De leis assim e das suas consequências alimentam-se os cartéis de droga e as empresas de armamento. Duas razões que justificam o investimento faraónico em defesa e tecnologia por parte dos estados de ambos os países. Duas razões que justificam as leis sobre imigração que atentam contra os mais básicos direitos humanos.
O norte do México está a ferro e fogo. Cartéis contra polícia? Ou polícia e cartéis de boas relações? Chega aos 3000 dólares o que o “coyote” cobra por passar a fronteira, dinheiro que vai servindo para a formação de mais bandas criminosas. As mesmas que a televisão mostra para “informar” do perigo que representam os “latinos”.
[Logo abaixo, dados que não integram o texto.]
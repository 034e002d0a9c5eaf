//! Seams to the rest of the document server. The engine owns none of these
//! concerns: document contents, authoritative storage, and the rule formula
//! compiler are all injected at construction.

use crate::error::RowgateError;
use crate::table::{RecordView, TableData, TableQuery};
use crate::user::UserInfo;
use async_trait::async_trait;
use std::sync::Arc;
use thiserror::Error;

/// Query interface over the document's current table contents.
pub trait DocData: Send + Sync {
    fn table(&self, table_id: &str) -> Option<Arc<TableData>>;
}

/// Async fetch of a filtered table snapshot from the authoritative store.
#[async_trait]
pub trait StoreFetcher: Send + Sync {
    async fn fetch_table(&self, query: &TableQuery) -> Result<TableData, RowgateError>;
}

#[derive(Debug, Clone, Error)]
pub enum PredicateError {
    /// The predicate references record fields but no record was supplied.
    #[error("row data required")]
    NeedsRow,
    #[error("{0}")]
    Failed(String),
}

/// Input to a compiled match predicate.
#[derive(Clone, Copy)]
pub struct MatchInput<'a> {
    pub user: &'a UserInfo,
    pub rec: Option<&'a RecordView<'a>>,
}

/// A compiled rule formula. Must be pure: the evaluator caches results keyed
/// only on (session, rule set).
pub trait MatchPredicate: Send + Sync {
    fn matches(&self, input: &MatchInput<'_>) -> Result<bool, PredicateError>;
}

/// Compiles rule source text into a match predicate. Compilation failures are
/// configuration errors and surface from `AccessEngine::update`.
pub trait RuleCompiler: Send + Sync {
    fn compile(&self, source: &str) -> Result<Arc<dyn MatchPredicate>, RowgateError>;
}
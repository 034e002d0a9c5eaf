use serde::{Deserialize, Serialize};

/// One permission flag mid-evaluation. `Unset` is the merge identity;
/// `Allow`/`Deny` are final; `AllowSome`/`DenySome` mean the deciding rule
/// needs row data that was not supplied; `Mixed` means inputs disagree.
#[derive(Debug, Clone, Copy, PartialEq, Eq, Default, Serialize, Deserialize)]
pub enum Perm {
    #[default]
    Unset,
    Allow,
    Deny,
    AllowSome,
    DenySome,
    Mixed,
}

impl Perm {
    pub fn is_final(self) -> bool {
        matches!(self, Perm::Allow | Perm::Deny)
    }

    /// Merge with a lower-precedence flag. Associative, not commutative: the
    /// earlier operand dominates, which is how rule order implements
    /// first-match-wins. An earlier maybe-match whose outcome differs from
    /// the fallback cannot be resolved without row data, hence `Mixed`.
    pub fn merge(self, later: Perm) -> Perm {
        match self {
            Perm::Unset => later,
            Perm::Allow | Perm::Deny => self,
            Perm::AllowSome => match later {
                Perm::Allow => Perm::Allow,
                Perm::Unset | Perm::AllowSome => Perm::AllowSome,
                _ => Perm::Mixed,
            },
            Perm::DenySome => match later {
                Perm::Deny => Perm::Deny,
                Perm::Unset | Perm::DenySome => Perm::DenySome,
                _ => Perm::Mixed,
            },
            Perm::Mixed => Perm::Mixed,
        }
    }

    /// Collapse once all inputs are in hand. Leftover `Unset` means no rule
    /// and no default spoke for this bit; it resolves closed.
    pub fn to_verdict(self) -> Verdict {
        match self {
            Perm::Allow | Perm::AllowSome => Verdict::Allow,
            Perm::Deny | Perm::DenySome | Perm::Unset => Verdict::Deny,
            Perm::Mixed => Verdict::Mixed,
        }
    }
}

/// Fully-resolved flag.
#[derive(Debug, Clone, Copy, PartialEq, Eq, Serialize, Deserialize)]
pub enum Verdict {
    Allow,
    Deny,
    Mixed,
}

#[derive(Debug, Clone, Copy, PartialEq, Eq, Serialize, Deserialize)]
pub enum PermBit {
    Read,
    Create,
    Update,
    Delete,
    SchemaEdit,
    /// Reserved for a future permission; merged and folded like any other bit.
    Reserved,
}

pub const ALL_BITS: [PermBit; 6] = [
    PermBit::Read,
    PermBit::Create,
    PermBit::Update,
    PermBit::Delete,
    PermBit::SchemaEdit,
    PermBit::Reserved,
];

impl PermBit {
    fn index(self) -> usize {
        match self {
            PermBit::Read => 0,
            PermBit::Create => 1,
            PermBit::Update => 2,
            PermBit::Delete => 3,
            PermBit::SchemaEdit => 4,
            PermBit::Reserved => 5,
        }
    }
}

/// Six independent flags, one per permission bit. Serves both as a rule's
/// permission delta (finals on touched bits, `Unset` elsewhere) and as the
/// evaluation accumulator.
#[derive(Debug, Clone, Copy, PartialEq, Eq, Default, Serialize, Deserialize)]
pub struct PermissionSet {
    bits: [Perm; 6],
}

impl PermissionSet {
    pub fn empty() -> Self {
        Self::default()
    }

    pub fn uniform(p: Perm) -> Self {
        Self { bits: [p; 6] }
    }

    pub fn get(&self, bit: PermBit) -> Perm {
        self.bits[bit.index()]
    }

    pub fn set(&mut self, bit: PermBit, p: Perm) {
        self.bits[bit.index()] = p;
    }

    pub fn with(mut self, bit: PermBit, p: Perm) -> Self {
        self.set(bit, p);
        self
    }

    pub fn read(&self) -> Perm {
        self.get(PermBit::Read)
    }

    pub fn merge(self, later: Self) -> Self {
        let mut out = self;
        for i in 0..6 {
            out.bits[i] = out.bits[i].merge(later.bits[i]);
        }
        out
    }

    /// Downgrade finals to their row-dependent counterparts. Applied to a
    /// rule's delta when its predicate needed a row that was not supplied.
    pub fn weaken(self) -> Self {
        let mut out = self;
        for bit in out.bits.iter_mut() {
            *bit = match *bit {
                Perm::Allow => Perm::AllowSome,
                Perm::Deny => Perm::DenySome,
                other => other,
            };
        }
        out
    }

    pub fn to_mixed(self) -> MixedPermissionSet {
        MixedPermissionSet {
            bits: self.bits.map(Perm::to_verdict),
        }
    }
}

/// Resolved permission set, once every contributing rule set has spoken.
#[derive(Debug, Clone, Copy, PartialEq, Eq, Serialize, Deserialize)]
pub struct MixedPermissionSet {
    bits: [Verdict; 6],
}

impl MixedPermissionSet {
    pub fn uniform(v: Verdict) -> Self {
        Self { bits: [v; 6] }
    }

    pub fn get(&self, bit: PermBit) -> Verdict {
        self.bits[bit.index()]
    }

    pub fn read(&self) -> Verdict {
        self.get(PermBit::Read)
    }

    pub fn is_uniformly(&self, v: Verdict) -> bool {
        self.bits.iter().all(|b| *b == v)
    }
}

/// Read flag at table granularity. `MixedColumns` means columns disagree but
/// none of them depends on row data.
#[derive(Debug, Clone, Copy, PartialEq, Eq, Serialize, Deserialize)]
pub enum TableRead {
    Allow,
    Deny,
    Mixed,
    MixedColumns,
}

#[derive(Debug, Clone, Copy, PartialEq, Eq, Serialize, Deserialize)]
pub struct TablePermissionSet {
    pub read: TableRead,
    pub create: Verdict,
    pub update: Verdict,
    pub delete: Verdict,
    pub schema_edit: Verdict,
    pub reserved: Verdict,
}

impl TablePermissionSet {
    /// Collapse for document-level folding, where column disagreement is just
    /// disagreement.
    pub fn to_mixed(&self) -> MixedPermissionSet {
        let read = match self.read {
            TableRead::Allow => Verdict::Allow,
            TableRead::Deny => Verdict::Deny,
            TableRead::Mixed | TableRead::MixedColumns => Verdict::Mixed,
        };
        MixedPermissionSet {
            bits: [
                read,
                self.create,
                self.update,
                self.delete,
                self.schema_edit,
                self.reserved,
            ],
        }
    }
}

fn fold_verdicts(verdicts: impl Iterator<Item = Verdict> + Clone) -> Verdict {
    let mut iter = verdicts;
    let Some(first) = iter.next() else {
        return Verdict::Deny;
    };
    if iter.all(|v| v == first) {
        first
    } else {
        Verdict::Mixed
    }
}

/// Combine column-scoped verdicts into a table verdict. The read bit keeps
/// track of whether disagreement is purely between columns.
pub fn fold_table(verdicts: &[MixedPermissionSet]) -> TablePermissionSet {
    let read = {
        let reads = verdicts.iter().map(|v| v.get(PermBit::Read));
        if reads.clone().all(|r| r == Verdict::Allow) && !verdicts.is_empty() {
            TableRead::Allow
        } else if reads.clone().all(|r| r == Verdict::Deny) || verdicts.is_empty() {
            TableRead::Deny
        } else if reads.clone().any(|r| r == Verdict::Mixed) {
            TableRead::Mixed
        } else {
            TableRead::MixedColumns
        }
    };
    let fold = |bit: PermBit| fold_verdicts(verdicts.iter().map(move |v| v.get(bit)));
    TablePermissionSet {
        read,
        create: fold(PermBit::Create),
        update: fold(PermBit::Update),
        delete: fold(PermBit::Delete),
        schema_edit: fold(PermBit::SchemaEdit),
        reserved: fold(PermBit::Reserved),
    }
}

/// Combine the document-default verdict with every table verdict.
pub fn fold_doc(
    doc_default: MixedPermissionSet,
    tables: &[TablePermissionSet],
) -> MixedPermissionSet {
    let mut all = Vec::with_capacity(tables.len() + 1);
    all.push(doc_default);
    all.extend(tables.iter().map(TablePermissionSet::to_mixed));
    let fold = |bit: PermBit| fold_verdicts(all.iter().map(move |v| v.get(bit)));
    MixedPermissionSet {
        bits: [
            fold(PermBit::Read),
            fold(PermBit::Create),
            fold(PermBit::Update),
            fold(PermBit::Delete),
            fold(PermBit::SchemaEdit),
            fold(PermBit::Reserved),
        ],
    }
}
Deste dinheiro ilegal muita gente lucra. Como se lucra com a ilegalização da humanidade. E a humanidade perde. Vai perdendo… à medida que o muro cresce. Querem chegar aos 1200km! São milhões de metros de vergonha, milhões de desumanidades e de hipocrisias. Milhões de enganos com um presidente que ia acabar com o racismo e juntou-se à festa da queda do muro de Berlim. Enquanto o mundo festejava, o muro ia crescendo. Enquanto nós lemos, o muro vai crescendo.
E quando se derrubará este muro? Quando estaremos a fazer realmente a festa porque os milhões de metros de racismo, de intolerância vinda das democracias que nos deveriam representar, realmente acabam. Sem hipocrisias, sem festas dissuasoras.